My lesson through all of this was that God will provide, and I do not have to keep everything so tightly under my control for fear of losing it. If I trust in him with all my heart, follow in his ways, and try to live for him everyday he will always give me everything I need. “And God will generously provide all you need. Then you will always have everything you need and plenty left over to share with others” (2 Corinthians 9:8). Money should never be the thing we are most focused on. Yes, it is important to manage it well and to make smart financial decisions. That is one of the things that is in our control. However, letting the fear of losing your income paralyze you is not the right way to respond.
The correct way to respond is this: “So don’t worry about these things, saying, ‘What will we eat? What will we drink? What will we wear?’. These things dominate the thoughts of unbelievers, but your heavenly Father already knows all your needs. Seek the Kingdom of God above all else, and live righteously, and he will give you everything you need” (Matthew 6:31-33). This is the thing we should be focused on as we walk into each day. It can be scary to not know what comes next or not be able to know for sure that you will always be comfortable, but that’s not what this life is all about. That is not where we will find our peace. We need to have full trust that our God will provide for us no matter what season he has us walking through. “Trust in the Lord with all your heart; do not depend on your own understanding” (Proverbs 3:5).
The Lord has proven over and over that he will meet every one of my true needs (my most recent experience being one of the many examples), so why do I, over and over again, not trust in his providence?
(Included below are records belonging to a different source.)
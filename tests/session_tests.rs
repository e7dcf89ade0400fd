//! Session scenarios: counters, frequency tables, eviction, lifecycle and the
//! saved-file round trip.

use input_tracker::event::{EventData, EventKind};
use input_tracker::session::persist::{load_document, save_document};
use input_tracker::session::report::summarize;
use input_tracker::session::{Session, SessionState};
use test_helpers::*;

#[test]
fn repeated_keys_count_per_symbol() {
    let mut s = tracking_session(100);
    press(&mut s, 0.1, "a");
    press(&mut s, 0.2, "b");
    press(&mut s, 0.3, "a");

    assert_eq!(s.counters().total_keypresses, 3);
    let freq: Vec<_> = s.key_frequencies().iter().collect();
    assert_eq!(freq, vec![("a", 2), ("b", 1)]);
    assert_eq!(s.event_log().len(), 3);
}

#[test]
fn eviction_keeps_newest_but_counts_everything() {
    let mut s = tracking_session(2);
    press(&mut s, 1.0, "x");
    press(&mut s, 2.0, "y");
    press(&mut s, 3.0, "z");

    let kept: Vec<_> = s
        .event_log()
        .iter()
        .map(|e| e.data.key_symbol().to_string())
        .collect();
    assert_eq!(kept, vec!["y", "z"]);
    assert_eq!(s.counters().total_keypresses, 3);
    assert_eq!(s.key_frequencies().get("x"), 1);
}

#[test]
fn releases_and_moves_update_their_counters() {
    let mut s = tracking_session(100);
    click(&mut s, 0.5, "left");
    s.record_at(T0 + 0.6, EventKind::MouseRelease, EventData::button(0, 0, "left", false));
    move_to(&mut s, 0.7, 10, 10);
    s.record_at(T0 + 0.8, EventKind::KeyRelease, EventData::key_release("a"));
    s.record_at(T0 + 0.9, EventKind::MouseScroll, EventData::scroll(10, 10, 0, -1));

    let c = s.counters();
    assert_eq!(c.total_mouse_clicks, 2);
    assert_eq!(c.total_mouse_moves, 1);
    assert_eq!(c.total_keypresses, 0);
    assert_eq!(s.click_frequencies().get("left"), 2);
    assert_eq!(s.event_log().len(), 5);
}

#[test]
fn missing_symbols_are_unknown() {
    let mut s = tracking_session(10);
    s.record_at(T0 + 1.0, EventKind::KeyPress, EventData::default());
    s.record_at(T0 + 1.1, EventKind::MouseClick, EventData::default());
    assert_eq!(s.key_frequencies().get("unknown"), 1);
    assert_eq!(s.click_frequencies().get("unknown"), 1);
}

#[test]
fn stop_is_idempotent() {
    let mut s = tracking_session(10);
    press(&mut s, 1.0, "a");
    assert!(s.stop_at(T0 + 5.0));
    assert!(!s.stop_at(T0 + 9.0));
    assert_eq!(s.state(), SessionState::Stopped);
    assert_eq!(s.duration_at(T0 + 100.0), 5.0);
    assert!(!press(&mut s, 6.0, "b"));
    assert_eq!(s.counters().total_keypresses, 1);
}

#[test]
fn snapshot_of_empty_session_is_zero() {
    let s = tracking_session(10);
    let snap = s.snapshot_at(T0 + 3.0);
    assert_eq!(snap.clicks_per_second, 0.0);
    assert_eq!(snap.keys_per_second, 0.0);
    assert_eq!(snap.avg_key_interval_ms, 0.0);
    assert_eq!(snap.total_events, 0);
    assert_eq!(snap.session_duration, 3.0);
}

#[test]
fn rates_follow_trailing_window() {
    let mut s = tracking_session(100);
    for i in 0..20 {
        press(&mut s, 10.0 + i as f64 * 0.5, "w");
    }
    // Presses at 10.0..=19.5; at t=20 all 20 sit inside the 10 s window.
    let snap = s.snapshot_at(T0 + 20.0);
    assert!((snap.keys_per_second - 2.0).abs() < 1e-9, "{snap:?}");
    assert!((snap.avg_key_interval_ms - 500.0).abs() < 1e-6);
}

#[test]
fn empty_session_saves_and_reports_zero() {
    let dir = tempfile::tempdir().unwrap();
    let path = dir.path().join("empty.json");
    let mut s = tracking_session(10);
    s.stop_at(T0 + 1.0);
    s.save(&path).unwrap();

    let doc = load_document(&path).unwrap();
    assert!(doc.events.is_empty());
    let text = summarize(&doc);
    assert!(text.contains("Total Keypresses: 0"));
    assert!(text.contains("Total Mouse Clicks: 0"));
    assert!(!text.contains("MOST USED KEYS"));
    assert!(!text.contains("MOUSE BUTTON USAGE"));
}

#[test]
fn saved_file_reloads_same_document() {
    let dir = tempfile::tempdir().unwrap();
    let path = dir.path().join("session.json");
    let mut s = tracking_session(100);
    press(&mut s, 0.25, "a");
    click(&mut s, 0.5, "right");
    move_to(&mut s, 0.75, -3, 40);
    s.stop_at(T0 + 2.0);

    let doc = s.to_document_at(T0 + 2.0);
    save_document(&doc, &path).unwrap();
    let loaded = load_document(&path).unwrap();
    assert_eq!(loaded, doc);

    let raw: serde_json::Value = serde_json::from_str(&std::fs::read_to_string(&path).unwrap()).unwrap();
    assert_eq!(raw["events"][0]["type"], "keypress");
    assert_eq!(raw["events"][1]["data"]["button"], "right");
    assert_eq!(raw["statistics"]["click_frequencies"]["right"], 1);
    assert!(raw["performance"]["cps"].is_number());
}

#[test]
fn fresh_session_is_idle() {
    let s = Session::default();
    assert_eq!(s.state(), SessionState::Idle);
    assert!(s.event_log().is_empty());
}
Are you walking through a season right now where you feel like you have to have everything under control? Are you feeling crushed by the weight of this burden? Are you so focused on keeping your life exactly the way it is that you lose sight of trusting our faithful heavenly Father? Join me as I work towards letting those things go, and be reminded and comforted that our God knows every single one of our needs, and will always take care of us. No matter the season or circumstance he has you in, he will always provide.